[[ Supplied entries open ]]

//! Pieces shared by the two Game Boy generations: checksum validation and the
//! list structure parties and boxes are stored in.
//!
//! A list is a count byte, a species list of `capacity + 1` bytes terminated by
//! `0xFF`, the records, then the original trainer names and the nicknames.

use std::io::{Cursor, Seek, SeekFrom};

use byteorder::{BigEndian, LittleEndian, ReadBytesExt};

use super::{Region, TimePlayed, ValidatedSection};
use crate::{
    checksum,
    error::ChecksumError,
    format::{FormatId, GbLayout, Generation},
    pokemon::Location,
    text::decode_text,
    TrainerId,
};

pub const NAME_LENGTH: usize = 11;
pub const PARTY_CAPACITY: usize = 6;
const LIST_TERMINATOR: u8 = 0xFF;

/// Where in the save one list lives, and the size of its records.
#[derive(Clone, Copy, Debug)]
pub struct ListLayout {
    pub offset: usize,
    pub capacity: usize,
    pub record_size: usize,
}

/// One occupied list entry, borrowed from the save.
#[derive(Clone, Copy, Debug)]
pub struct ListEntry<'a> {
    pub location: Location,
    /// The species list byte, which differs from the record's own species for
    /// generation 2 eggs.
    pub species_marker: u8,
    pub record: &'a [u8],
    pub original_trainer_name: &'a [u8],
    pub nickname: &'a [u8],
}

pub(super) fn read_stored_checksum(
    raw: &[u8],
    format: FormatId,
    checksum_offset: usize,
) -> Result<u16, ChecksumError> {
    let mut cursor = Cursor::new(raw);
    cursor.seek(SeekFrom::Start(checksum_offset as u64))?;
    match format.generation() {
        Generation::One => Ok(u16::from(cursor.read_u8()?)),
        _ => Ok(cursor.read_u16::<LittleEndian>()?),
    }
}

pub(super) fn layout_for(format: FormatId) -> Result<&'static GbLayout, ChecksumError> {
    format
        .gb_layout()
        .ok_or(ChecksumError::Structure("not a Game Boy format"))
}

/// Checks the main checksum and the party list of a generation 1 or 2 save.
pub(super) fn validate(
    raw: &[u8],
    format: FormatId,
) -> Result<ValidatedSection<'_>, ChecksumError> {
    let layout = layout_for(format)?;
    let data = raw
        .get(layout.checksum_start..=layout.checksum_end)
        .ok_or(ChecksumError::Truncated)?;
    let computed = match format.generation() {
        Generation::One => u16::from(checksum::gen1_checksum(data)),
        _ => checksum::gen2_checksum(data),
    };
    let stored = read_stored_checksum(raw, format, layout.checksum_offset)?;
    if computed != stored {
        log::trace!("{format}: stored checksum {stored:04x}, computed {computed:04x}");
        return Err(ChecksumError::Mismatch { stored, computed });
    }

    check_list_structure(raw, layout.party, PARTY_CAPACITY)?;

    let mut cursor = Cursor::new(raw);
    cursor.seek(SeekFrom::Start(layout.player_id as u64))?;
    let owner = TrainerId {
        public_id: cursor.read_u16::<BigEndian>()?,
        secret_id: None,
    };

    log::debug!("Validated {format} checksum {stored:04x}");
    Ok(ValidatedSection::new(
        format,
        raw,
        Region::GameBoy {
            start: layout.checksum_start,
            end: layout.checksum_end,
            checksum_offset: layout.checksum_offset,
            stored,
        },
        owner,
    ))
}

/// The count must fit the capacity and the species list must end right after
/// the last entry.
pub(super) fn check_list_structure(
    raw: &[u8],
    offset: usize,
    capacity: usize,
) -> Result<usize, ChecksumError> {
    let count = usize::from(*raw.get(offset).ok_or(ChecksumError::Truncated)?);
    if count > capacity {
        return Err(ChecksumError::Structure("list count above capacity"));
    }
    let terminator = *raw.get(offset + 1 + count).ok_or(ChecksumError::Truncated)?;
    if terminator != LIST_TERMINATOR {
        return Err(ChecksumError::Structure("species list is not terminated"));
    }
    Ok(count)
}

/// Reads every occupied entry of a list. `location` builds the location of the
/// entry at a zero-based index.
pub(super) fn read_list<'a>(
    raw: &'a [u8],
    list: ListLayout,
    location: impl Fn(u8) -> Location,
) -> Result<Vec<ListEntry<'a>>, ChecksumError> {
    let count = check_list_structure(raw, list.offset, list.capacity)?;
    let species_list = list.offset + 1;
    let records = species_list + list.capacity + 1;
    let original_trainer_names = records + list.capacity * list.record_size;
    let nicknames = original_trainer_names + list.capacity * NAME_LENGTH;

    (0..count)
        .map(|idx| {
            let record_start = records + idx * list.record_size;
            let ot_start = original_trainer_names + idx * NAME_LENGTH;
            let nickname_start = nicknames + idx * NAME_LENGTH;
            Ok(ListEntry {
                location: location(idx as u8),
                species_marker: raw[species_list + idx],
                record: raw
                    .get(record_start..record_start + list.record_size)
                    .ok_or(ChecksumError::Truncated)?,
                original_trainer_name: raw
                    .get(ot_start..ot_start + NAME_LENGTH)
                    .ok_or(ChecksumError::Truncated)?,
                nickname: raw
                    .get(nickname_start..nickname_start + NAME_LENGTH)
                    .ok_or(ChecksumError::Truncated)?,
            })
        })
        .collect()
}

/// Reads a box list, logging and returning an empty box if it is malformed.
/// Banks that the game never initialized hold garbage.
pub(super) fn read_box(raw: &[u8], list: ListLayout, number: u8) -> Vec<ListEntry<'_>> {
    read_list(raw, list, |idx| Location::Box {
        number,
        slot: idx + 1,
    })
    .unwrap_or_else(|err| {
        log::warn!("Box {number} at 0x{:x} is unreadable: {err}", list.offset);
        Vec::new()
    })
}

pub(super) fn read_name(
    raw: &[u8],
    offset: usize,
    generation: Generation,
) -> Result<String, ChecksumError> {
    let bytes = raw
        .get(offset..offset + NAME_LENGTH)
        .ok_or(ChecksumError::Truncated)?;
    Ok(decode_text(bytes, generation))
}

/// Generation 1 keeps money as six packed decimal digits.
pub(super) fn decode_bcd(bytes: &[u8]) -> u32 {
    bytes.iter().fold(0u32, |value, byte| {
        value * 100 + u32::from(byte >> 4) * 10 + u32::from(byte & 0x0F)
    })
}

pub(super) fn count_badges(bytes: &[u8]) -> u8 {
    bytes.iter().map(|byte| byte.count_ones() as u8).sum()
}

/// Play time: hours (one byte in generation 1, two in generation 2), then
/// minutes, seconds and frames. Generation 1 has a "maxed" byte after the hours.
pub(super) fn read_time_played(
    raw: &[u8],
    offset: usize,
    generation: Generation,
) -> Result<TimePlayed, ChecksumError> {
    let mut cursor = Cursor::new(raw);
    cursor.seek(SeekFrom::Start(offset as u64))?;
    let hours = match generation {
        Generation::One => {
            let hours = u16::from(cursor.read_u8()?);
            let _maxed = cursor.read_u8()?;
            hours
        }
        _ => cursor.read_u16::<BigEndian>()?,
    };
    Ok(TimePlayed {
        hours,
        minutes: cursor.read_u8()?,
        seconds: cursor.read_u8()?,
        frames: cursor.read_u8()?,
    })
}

[[ Supplied entries closed ]]
[[ Supplied entries open ]]

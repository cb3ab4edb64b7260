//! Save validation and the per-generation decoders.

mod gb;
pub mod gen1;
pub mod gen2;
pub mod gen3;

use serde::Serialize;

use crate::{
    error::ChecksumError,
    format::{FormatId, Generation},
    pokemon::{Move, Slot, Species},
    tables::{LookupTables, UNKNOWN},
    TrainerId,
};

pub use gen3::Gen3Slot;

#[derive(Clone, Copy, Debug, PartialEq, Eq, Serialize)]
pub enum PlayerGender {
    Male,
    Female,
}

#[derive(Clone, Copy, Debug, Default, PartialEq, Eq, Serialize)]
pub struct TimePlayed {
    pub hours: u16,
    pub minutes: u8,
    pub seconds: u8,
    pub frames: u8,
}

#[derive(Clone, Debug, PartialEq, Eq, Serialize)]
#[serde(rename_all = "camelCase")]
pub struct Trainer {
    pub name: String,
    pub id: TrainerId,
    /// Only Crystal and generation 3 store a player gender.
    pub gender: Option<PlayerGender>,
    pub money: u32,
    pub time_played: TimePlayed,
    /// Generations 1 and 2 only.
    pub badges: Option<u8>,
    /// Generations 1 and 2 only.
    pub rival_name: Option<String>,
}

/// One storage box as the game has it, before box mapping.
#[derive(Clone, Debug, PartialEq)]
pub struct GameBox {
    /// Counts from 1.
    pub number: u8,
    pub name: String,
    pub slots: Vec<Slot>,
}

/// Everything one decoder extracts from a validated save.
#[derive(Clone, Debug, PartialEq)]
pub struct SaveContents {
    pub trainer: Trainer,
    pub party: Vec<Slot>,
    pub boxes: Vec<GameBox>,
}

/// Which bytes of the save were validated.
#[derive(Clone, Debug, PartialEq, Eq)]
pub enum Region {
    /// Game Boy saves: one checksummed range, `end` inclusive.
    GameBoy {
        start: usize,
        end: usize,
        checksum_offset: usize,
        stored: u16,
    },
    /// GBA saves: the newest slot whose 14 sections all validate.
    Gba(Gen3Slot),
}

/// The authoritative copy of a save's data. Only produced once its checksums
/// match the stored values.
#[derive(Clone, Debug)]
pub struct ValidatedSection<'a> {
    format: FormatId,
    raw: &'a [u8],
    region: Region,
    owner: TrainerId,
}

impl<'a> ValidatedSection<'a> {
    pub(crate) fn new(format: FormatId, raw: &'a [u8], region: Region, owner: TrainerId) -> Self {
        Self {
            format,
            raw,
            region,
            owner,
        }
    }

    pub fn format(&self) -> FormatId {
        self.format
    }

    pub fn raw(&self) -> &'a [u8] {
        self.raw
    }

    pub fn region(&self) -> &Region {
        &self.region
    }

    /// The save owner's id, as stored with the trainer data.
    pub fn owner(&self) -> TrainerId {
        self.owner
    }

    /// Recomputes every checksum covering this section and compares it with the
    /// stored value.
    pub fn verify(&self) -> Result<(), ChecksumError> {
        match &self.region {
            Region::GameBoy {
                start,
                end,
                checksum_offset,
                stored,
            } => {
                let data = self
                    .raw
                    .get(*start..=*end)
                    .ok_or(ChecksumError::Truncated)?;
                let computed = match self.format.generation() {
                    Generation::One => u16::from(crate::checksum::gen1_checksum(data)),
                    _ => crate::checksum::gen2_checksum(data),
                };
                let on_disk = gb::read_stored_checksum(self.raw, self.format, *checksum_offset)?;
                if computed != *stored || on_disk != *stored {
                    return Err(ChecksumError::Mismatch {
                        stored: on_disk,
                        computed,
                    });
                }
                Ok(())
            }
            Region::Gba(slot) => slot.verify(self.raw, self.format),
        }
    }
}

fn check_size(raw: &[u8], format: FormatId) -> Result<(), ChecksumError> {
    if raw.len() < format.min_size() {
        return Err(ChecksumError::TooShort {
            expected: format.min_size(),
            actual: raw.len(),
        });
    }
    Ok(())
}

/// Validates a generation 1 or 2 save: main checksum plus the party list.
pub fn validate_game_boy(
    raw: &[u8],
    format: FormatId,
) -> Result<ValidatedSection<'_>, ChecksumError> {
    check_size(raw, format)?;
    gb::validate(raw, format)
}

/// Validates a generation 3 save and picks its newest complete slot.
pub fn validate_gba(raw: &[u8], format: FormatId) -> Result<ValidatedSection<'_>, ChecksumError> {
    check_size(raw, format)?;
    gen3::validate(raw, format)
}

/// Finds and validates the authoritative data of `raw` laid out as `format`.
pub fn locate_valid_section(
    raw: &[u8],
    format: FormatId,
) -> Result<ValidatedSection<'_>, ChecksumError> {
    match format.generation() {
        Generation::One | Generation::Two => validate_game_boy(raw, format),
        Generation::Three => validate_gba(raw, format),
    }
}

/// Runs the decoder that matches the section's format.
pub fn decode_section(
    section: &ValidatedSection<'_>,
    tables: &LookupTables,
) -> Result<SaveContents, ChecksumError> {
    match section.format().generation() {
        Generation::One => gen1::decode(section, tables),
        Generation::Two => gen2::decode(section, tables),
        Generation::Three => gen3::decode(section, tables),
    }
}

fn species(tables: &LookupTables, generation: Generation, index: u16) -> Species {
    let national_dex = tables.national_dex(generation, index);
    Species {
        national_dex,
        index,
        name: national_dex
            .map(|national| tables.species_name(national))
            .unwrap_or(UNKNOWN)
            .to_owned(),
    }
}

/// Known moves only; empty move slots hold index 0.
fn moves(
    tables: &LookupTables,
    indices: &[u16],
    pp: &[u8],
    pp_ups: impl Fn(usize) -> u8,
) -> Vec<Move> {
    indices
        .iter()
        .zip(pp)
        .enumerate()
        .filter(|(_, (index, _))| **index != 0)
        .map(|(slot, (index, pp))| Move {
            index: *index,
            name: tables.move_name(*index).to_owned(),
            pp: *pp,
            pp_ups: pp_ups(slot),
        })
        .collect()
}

[[ Supplied entries closed ]]
[[ Supplied entries open ]]

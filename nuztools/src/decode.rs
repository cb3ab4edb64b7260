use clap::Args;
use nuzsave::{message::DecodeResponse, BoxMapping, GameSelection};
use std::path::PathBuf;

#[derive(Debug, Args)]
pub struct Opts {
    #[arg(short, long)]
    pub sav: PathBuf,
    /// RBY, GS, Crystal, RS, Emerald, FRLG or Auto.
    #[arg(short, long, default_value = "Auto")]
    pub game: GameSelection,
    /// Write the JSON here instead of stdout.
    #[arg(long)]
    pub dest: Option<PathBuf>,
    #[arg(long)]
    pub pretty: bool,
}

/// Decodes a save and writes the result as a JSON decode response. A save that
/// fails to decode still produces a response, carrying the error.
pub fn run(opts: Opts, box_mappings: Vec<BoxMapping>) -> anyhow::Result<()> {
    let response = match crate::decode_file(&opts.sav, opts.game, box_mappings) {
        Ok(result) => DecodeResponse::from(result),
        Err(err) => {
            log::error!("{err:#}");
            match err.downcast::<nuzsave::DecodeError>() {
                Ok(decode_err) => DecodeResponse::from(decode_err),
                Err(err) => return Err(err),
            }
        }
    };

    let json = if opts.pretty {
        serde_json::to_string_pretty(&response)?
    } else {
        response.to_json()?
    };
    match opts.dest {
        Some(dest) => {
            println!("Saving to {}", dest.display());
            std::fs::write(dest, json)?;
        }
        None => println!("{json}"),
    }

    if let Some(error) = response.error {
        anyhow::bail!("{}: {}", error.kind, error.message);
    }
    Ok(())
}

[[ Supplied entries closed ]]

For the lines above, output exactly those from the line containing "checksum validation and the" through the line containing "bytes terminated by", and skip the others.

//! Pieces shared by the two Game Boy generations: checksum validation and the
//! list structure parties and boxes are stored in.
//!
//! A list is a count byte, a species list of `capacity + 1` bytes terminated by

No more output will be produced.